Tribal boy to become doctor, defeat poverty

| TNN | Updated: Aug 9, 2018, 11:49 IST
Kiran is all set to change the fortunes of his tribal family by becoming a doctor in the future.Kiran is all set to change the fortunes of his tribal family by becoming a doctor in the future.
VADODARA: A peep into Kiran Rathwa’s rickety house paints the picture of abject poverty that his family lives in. There is no gas connection and his mother painstakingly blows the chulha to cook food and the family struggles to make two ends meet.

But Kiran is all set to change the fortunes of his tribal family by becoming a doctor in the future. From running away from his residential school twice to securing a seat in medicine this tribal boy has travelled a long distance from the far-flung Zher village of Pavijetpur taluka in Chhotaudepur district.

Kiran passed his standard 12 exams and National Eligibility Cum Entrance Test (NEET) this year and made it to the second merit list for medical admissions. He is open to joining any medical college in the state to become a doctor.

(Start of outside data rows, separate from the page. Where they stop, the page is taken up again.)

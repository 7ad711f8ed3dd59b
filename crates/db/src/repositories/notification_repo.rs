//! Repository for the `notifications` table.

use sqlx::PgPool;

use fansync_core::types::DbId;

use crate::models::notification::{CreateNotification, Notification, NotificationDetail};

/// Column set returned by every row-returning query.
const COLUMNS: &str = "id, is_active, likes_id, favorites_id, created_at, updated_at";

/// Column list for [`NotificationDetail`] queries. The source like and
/// favorite are LEFT JOINed because either reference may be NULL.
const DETAIL_COLUMNS: &str = "n.id, n.is_active, n.likes_id, n.favorites_id, \
     lu.email AS like_user_email, a.name AS like_artist_name, \
     g.name AS like_artist_group_name, \
     fu.email AS favorite_user_email, s.title AS favorite_schedule_title, \
     n.created_at";

/// FROM/JOIN clause matching [`DETAIL_COLUMNS`].
const DETAIL_FROM: &str = "FROM notifications n \
     LEFT JOIN likes l ON l.id = n.likes_id \
     LEFT JOIN users lu ON lu.id = l.user_id \
     LEFT JOIN artists a ON a.id = l.artist_id \
     LEFT JOIN artist_groups g ON g.id = l.artist_group_id \
     LEFT JOIN favorites f ON f.id = n.favorites_id \
     LEFT JOIN users fu ON fu.id = f.user_id \
     LEFT JOIN schedules s ON s.id = f.schedule_id";

/// Provides CRUD operations for notifications.
pub struct NotificationRepo;

impl NotificationRepo {
    /// Insert a notification, returning the created row.
    pub async fn create(
        pool: &PgPool,
        input: &CreateNotification,
    ) -> Result<Notification, sqlx::Error> {
        let query = format!(
            "INSERT INTO notifications (is_active, likes_id, favorites_id)
             VALUES ($1, $2, $3)
             RETURNING {COLUMNS}"
        );
        sqlx::query_as::<_, Notification>(&query)
            .bind(input.is_active)
            .bind(input.likes_id)
            .bind(input.favorites_id)
            .fetch_one(pool)
            .await
    }

    /// List the notifications whose source like or favorite belongs to the
    /// user, newest first.
    ///
    /// Notifications whose sources were deleted (both references NULL) are
    /// no longer attributable to anyone and drop out of per-user listings.
    pub async fn list_for_user(
        pool: &PgPool,
        user_id: DbId,
    ) -> Result<Vec<NotificationDetail>, sqlx::Error> {
        let query = format!(
            "SELECT {DETAIL_COLUMNS} {DETAIL_FROM}
             WHERE l.user_id = $1 OR f.user_id = $1
             ORDER BY n.created_at DESC, n.id DESC"
        );
        sqlx::query_as::<_, NotificationDetail>(&query)
            .bind(user_id)
            .fetch_all(pool)
            .await
    }

    /// List every notification, newest first.
    pub async fn list_all(pool: &PgPool) -> Result<Vec<NotificationDetail>, sqlx::Error> {
        let query = format!(
            "SELECT {DETAIL_COLUMNS} {DETAIL_FROM} ORDER BY n.created_at DESC, n.id DESC"
        );
        sqlx::query_as::<_, NotificationDetail>(&query)
            .fetch_all(pool)
            .await
    }

    /// Count the notifications referencing a given like.
    pub async fn count_for_like(pool: &PgPool, likes_id: DbId) -> Result<i64, sqlx::Error> {
        sqlx::query_scalar("SELECT COUNT(*) FROM notifications WHERE likes_id = $1")
            .bind(likes_id)
            .fetch_one(pool)
            .await
    }

    /// Count the notifications referencing a given favorite.
    pub async fn count_for_favorite(
        pool: &PgPool,
        favorites_id: DbId,
    ) -> Result<i64, sqlx::Error> {
        sqlx::query_scalar("SELECT COUNT(*) FROM notifications WHERE favorites_id = $1")
            .bind(favorites_id)
            .fetch_one(pool)
            .await
    }
}
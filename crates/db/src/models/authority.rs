//! Staff-authority request model and DTOs.

use serde::{Deserialize, Serialize};
use sqlx::FromRow;

use fansync_core::types::{DbId, Timestamp};

/// A row from the `authority_requests` table.
#[derive(Debug, Clone, FromRow, Serialize)]
pub struct AuthorityRequest {
    pub id: DbId,
    pub user_id: DbId,
    pub artist_name: String,
    pub agency: String,
    pub phone_number: String,
    pub image_url: Option<String>,
    pub created_at: Timestamp,
    pub updated_at: Timestamp,
}

/// DTO for filing a staff-authority request.
#[derive(Debug, Deserialize)]
pub struct CreateAuthorityRequest {
    pub artist_name: String,
    pub agency: String,
    pub phone_number: String,
    pub image_url: Option<String>,
    #[serde(skip)]
    pub user_id: DbId,
}
//! Schedule entity model and DTOs.

use serde::{Deserialize, Serialize};
use sqlx::FromRow;

use fansync_core::types::{DbId, Timestamp};

/// A row from the `schedules` table.
///
/// Exactly one of `artist_id` / `artist_group_id` is set; the
/// `ck_schedules_owner` constraint rejects anything else.
#[derive(Debug, Clone, FromRow, Serialize)]
pub struct Schedule {
    pub id: DbId,
    pub is_active: bool,
    pub title: String,
    pub description: Option<String>,
    pub start_at: Timestamp,
    pub end_at: Timestamp,
    pub location: Option<String>,
    pub latitude: Option<f64>,
    pub longitude: Option<f64>,
    pub artist_id: Option<DbId>,
    pub artist_group_id: Option<DbId>,
    pub user_id: Option<DbId>,
    pub image_url: Option<String>,
    pub created_at: Timestamp,
    pub updated_at: Timestamp,
}

/// DTO for creating a new schedule.
///
/// The owning side (artist or group) comes from the manage route, not the
/// request body; coordinates are resolved from `location` by the handler.
#[derive(Debug, Deserialize)]
pub struct CreateSchedule {
    pub title: String,
    pub description: Option<String>,
    pub start_at: Timestamp,
    pub end_at: Timestamp,
    pub location: Option<String>,
    pub image_url: Option<String>,
    #[serde(skip)]
    pub latitude: Option<f64>,
    #[serde(skip)]
    pub longitude: Option<f64>,
    #[serde(skip)]
    pub artist_id: Option<DbId>,
    #[serde(skip)]
    pub artist_group_id: Option<DbId>,
    #[serde(skip)]
    pub user_id: Option<DbId>,
}

/// DTO for updating a schedule. All fields are optional.
#[derive(Debug, Default, Deserialize)]
pub struct UpdateSchedule {
    pub is_active: Option<bool>,
    pub title: Option<String>,
    pub description: Option<String>,
    pub start_at: Option<Timestamp>,
    pub end_at: Option<Timestamp>,
    pub location: Option<String>,
    pub image_url: Option<String>,
}
//! Route definitions for the `/notifications` resource.

use axum::routing::get;
use axum::Router;

use crate::handlers::notification;
use crate::state::AppState;

/// Routes mounted at `/notifications`.
///
/// ```text
/// GET /  -> list_my_notifications
/// ```
pub fn router() -> Router<AppState> {
    Router::new().route("/", get(notification::list_my_notifications))
}
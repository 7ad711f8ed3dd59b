//! Route definitions for the `/likes` resource.

use axum::routing::{delete, get};
use axum::Router;

use crate::handlers::like;
use crate::state::AppState;

/// Routes mounted at `/likes`.
///
/// ```text
/// POST   /       -> create_like
/// GET    /       -> list_my_likes
/// GET    /all    -> list_all_likes (staff only)
/// DELETE /{id}   -> delete_like (owner only)
/// ```
pub fn router() -> Router<AppState> {
    Router::new()
        .route("/", get(like::list_my_likes).post(like::create_like))
        .route("/all", get(like::list_all_likes))
        .route("/{id}", delete(like::delete_like))
}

Kiran’s family survives on around three bighas of land and the hard labour that family members do. According to Kiran, one of his three brothers is presently unemployed while two others take up masonry work. His three sisters are married and one is still in school.

Kiran studied in a school in Chhotaudepur district till standard 5 and after this his parents got him admitted to the Eklavya Model Residential School academically managed by the Navrachana Education Society in Vejalpur near Godhra in Panchmahal district.

Not willing to stay away from his parents and home, Kiran ran away from the school twice. “I did not like it there and wanted to go back home,” he says.

School’s music teacher Gopal Patel who shares a close bond with Kiran as he too was interested in learning music, said that Kiran had once managed to reach his home on his own. “On another occasion, we brought him back from the Godhra bus depot,” said Patel. But all that was to change soon.

From standard seven, Kiran started settling down in the school. “By standard nine, I was confident that I could do well and wanted to be a doctor,” he said. He started working hard along with his teachers to ensure that he got enough marks to make the cut. He scored 61.8 per cent in standard 12 Gujarat board exams and got a NEET ranking that could ensure that he had a chance of getting a seat in medicine.

“Most students who did well at our school are from better financial and educational backgrounds. Largely, they are either wards of teachers or other government servants. Kiran is the only one who has defied all odds and managed to make the cut for medicine,” said principal of the school Bhadresh Suthar.

“I will go wherever I get an admission for studying medicine,” says Kiran. For other like him Kiran says that they should work hard and use the opportunities that the government provides them with.